Exercise brief.
Needed from the entries below: every line that holds the word "else".

|---|

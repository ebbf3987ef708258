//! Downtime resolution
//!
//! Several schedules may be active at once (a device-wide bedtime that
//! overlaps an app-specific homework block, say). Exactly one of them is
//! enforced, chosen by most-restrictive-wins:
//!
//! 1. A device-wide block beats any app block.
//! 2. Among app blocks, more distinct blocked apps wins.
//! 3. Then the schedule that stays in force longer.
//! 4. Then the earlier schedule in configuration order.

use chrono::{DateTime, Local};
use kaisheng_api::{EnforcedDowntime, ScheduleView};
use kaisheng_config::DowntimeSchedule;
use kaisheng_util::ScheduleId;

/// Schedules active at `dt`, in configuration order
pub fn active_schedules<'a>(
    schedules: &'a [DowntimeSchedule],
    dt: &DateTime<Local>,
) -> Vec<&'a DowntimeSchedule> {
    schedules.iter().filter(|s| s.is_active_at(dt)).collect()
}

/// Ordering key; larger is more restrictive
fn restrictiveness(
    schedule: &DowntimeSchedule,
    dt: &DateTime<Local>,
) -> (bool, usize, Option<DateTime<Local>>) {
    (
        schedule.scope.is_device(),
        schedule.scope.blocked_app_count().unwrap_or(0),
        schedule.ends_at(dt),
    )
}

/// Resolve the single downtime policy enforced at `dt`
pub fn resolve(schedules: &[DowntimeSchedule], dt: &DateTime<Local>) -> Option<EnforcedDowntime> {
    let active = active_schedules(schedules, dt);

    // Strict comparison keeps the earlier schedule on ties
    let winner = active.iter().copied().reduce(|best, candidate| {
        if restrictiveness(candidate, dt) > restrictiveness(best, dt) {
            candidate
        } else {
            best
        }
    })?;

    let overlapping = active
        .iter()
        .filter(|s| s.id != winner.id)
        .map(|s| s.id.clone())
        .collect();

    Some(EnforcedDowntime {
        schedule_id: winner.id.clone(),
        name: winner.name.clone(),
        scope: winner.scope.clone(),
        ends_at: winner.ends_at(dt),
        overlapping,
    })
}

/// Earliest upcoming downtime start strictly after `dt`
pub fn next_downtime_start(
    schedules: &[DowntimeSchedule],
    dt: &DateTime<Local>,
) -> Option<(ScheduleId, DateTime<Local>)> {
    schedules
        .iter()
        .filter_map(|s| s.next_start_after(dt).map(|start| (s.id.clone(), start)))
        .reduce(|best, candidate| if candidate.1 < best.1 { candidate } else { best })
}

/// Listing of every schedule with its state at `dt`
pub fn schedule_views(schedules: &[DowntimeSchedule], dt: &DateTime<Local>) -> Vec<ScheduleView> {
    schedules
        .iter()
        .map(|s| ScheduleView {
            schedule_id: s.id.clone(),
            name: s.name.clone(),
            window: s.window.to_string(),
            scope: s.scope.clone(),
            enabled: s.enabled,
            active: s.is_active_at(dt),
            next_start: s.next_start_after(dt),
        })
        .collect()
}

|---|

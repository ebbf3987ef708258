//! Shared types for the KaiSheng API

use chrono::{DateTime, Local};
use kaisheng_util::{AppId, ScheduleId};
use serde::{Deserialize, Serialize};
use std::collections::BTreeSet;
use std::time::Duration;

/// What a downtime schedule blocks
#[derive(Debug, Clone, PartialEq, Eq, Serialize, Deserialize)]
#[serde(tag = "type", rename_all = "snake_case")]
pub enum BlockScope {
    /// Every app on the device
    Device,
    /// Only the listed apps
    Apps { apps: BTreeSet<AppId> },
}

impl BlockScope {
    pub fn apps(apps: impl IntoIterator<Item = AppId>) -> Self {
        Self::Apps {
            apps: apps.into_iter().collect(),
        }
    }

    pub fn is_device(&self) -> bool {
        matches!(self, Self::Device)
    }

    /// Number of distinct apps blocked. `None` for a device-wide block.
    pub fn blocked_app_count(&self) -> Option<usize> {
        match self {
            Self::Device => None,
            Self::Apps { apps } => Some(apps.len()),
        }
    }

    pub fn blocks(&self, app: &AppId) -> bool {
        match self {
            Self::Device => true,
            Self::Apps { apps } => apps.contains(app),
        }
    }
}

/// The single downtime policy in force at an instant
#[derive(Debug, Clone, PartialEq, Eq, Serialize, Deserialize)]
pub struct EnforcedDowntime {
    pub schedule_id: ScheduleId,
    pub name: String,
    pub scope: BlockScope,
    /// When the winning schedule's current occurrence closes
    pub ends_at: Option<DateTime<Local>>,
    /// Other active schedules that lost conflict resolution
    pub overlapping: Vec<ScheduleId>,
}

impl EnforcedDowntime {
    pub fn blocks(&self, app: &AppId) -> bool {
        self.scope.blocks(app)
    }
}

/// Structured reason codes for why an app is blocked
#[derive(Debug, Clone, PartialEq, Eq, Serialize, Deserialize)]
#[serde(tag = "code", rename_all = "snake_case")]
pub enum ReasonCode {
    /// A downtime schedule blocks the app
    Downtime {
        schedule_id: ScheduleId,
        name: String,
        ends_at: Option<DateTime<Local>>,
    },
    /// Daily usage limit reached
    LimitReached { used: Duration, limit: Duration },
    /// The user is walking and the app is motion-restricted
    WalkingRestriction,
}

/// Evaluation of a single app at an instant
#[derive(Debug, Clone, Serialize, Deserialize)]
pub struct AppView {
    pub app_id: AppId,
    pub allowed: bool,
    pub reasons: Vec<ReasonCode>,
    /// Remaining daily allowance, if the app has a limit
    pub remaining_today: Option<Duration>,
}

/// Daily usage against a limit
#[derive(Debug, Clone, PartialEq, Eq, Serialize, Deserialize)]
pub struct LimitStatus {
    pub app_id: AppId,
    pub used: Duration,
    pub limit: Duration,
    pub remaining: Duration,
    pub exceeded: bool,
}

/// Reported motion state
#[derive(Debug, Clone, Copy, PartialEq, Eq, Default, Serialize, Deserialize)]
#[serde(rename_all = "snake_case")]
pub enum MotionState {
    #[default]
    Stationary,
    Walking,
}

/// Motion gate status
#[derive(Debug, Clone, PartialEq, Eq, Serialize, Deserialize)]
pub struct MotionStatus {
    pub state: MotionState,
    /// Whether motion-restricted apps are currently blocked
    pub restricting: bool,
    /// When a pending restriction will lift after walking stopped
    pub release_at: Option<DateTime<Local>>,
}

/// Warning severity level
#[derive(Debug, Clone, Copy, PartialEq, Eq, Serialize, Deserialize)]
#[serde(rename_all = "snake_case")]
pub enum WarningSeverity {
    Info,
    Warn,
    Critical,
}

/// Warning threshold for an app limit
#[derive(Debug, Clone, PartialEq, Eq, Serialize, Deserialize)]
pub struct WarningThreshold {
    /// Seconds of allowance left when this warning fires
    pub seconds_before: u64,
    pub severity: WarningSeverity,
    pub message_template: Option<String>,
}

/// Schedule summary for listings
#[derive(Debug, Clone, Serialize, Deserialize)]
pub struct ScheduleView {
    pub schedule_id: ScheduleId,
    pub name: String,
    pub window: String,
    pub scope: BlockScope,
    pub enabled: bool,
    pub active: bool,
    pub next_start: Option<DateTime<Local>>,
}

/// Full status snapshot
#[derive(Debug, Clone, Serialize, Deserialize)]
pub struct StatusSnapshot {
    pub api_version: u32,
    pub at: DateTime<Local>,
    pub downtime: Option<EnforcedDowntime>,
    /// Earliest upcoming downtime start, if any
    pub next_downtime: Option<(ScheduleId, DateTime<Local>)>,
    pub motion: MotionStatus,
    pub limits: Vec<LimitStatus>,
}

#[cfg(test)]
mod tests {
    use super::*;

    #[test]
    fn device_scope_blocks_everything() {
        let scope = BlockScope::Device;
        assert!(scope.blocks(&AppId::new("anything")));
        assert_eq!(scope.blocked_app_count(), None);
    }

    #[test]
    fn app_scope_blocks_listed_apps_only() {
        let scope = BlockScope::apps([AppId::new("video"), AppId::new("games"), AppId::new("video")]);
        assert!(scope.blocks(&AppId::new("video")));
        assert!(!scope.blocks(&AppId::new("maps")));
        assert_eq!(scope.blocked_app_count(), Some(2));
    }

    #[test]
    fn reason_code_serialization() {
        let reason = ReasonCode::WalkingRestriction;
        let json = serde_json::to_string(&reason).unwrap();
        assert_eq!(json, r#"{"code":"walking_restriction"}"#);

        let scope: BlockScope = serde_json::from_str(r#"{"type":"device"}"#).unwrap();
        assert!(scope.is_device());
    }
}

|---|

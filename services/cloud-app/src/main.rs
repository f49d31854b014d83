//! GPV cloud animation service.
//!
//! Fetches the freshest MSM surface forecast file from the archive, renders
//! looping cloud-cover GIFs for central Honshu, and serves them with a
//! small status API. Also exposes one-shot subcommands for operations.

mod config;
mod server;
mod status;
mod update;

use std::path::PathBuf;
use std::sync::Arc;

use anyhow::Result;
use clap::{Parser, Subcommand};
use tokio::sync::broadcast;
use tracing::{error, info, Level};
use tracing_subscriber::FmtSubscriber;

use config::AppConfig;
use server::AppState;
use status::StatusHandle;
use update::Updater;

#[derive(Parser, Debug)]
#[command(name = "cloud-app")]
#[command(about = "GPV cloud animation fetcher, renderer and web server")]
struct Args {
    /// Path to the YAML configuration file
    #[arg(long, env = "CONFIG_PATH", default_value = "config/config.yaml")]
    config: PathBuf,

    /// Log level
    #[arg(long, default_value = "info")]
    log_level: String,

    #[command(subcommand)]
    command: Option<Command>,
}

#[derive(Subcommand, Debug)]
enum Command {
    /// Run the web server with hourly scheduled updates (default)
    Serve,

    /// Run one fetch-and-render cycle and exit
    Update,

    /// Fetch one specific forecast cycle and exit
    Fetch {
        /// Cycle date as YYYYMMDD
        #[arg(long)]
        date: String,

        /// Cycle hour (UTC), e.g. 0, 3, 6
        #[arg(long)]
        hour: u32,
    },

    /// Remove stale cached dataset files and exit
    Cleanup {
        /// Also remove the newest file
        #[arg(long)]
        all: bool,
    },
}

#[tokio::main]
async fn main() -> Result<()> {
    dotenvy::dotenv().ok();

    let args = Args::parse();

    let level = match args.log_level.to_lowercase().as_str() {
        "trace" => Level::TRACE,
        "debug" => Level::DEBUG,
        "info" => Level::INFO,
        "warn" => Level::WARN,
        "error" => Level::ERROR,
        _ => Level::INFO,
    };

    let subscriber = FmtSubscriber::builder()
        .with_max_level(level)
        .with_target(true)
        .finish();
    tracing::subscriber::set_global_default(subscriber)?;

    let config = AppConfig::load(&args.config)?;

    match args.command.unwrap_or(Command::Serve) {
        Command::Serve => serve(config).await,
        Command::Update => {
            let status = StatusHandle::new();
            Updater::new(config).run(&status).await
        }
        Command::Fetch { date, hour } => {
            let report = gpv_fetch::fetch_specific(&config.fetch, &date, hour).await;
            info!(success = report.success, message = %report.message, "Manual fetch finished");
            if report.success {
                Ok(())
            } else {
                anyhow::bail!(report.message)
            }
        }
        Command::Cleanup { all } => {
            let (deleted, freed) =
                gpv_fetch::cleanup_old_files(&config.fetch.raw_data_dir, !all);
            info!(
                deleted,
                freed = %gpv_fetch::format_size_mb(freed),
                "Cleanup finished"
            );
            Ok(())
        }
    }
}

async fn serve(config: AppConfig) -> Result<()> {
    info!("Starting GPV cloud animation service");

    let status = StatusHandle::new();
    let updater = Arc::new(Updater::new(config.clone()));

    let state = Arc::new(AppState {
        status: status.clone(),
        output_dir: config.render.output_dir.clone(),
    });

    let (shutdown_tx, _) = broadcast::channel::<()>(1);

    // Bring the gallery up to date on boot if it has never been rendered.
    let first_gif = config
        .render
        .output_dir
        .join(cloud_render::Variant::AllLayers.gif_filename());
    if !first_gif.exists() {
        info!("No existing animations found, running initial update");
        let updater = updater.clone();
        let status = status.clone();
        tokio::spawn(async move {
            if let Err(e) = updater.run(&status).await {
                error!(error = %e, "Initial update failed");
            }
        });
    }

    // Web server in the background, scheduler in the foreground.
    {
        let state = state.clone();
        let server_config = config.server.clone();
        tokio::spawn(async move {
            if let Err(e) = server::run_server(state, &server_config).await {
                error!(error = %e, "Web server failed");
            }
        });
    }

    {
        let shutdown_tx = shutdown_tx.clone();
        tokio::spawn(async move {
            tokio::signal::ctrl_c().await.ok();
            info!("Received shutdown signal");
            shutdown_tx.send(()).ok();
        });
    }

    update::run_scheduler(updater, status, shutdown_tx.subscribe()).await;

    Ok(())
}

|---|

Exercise answer.
        } else {
        .reduce(|best, candidate| if candidate.1 < best.1 { candidate } else { best })
            } else {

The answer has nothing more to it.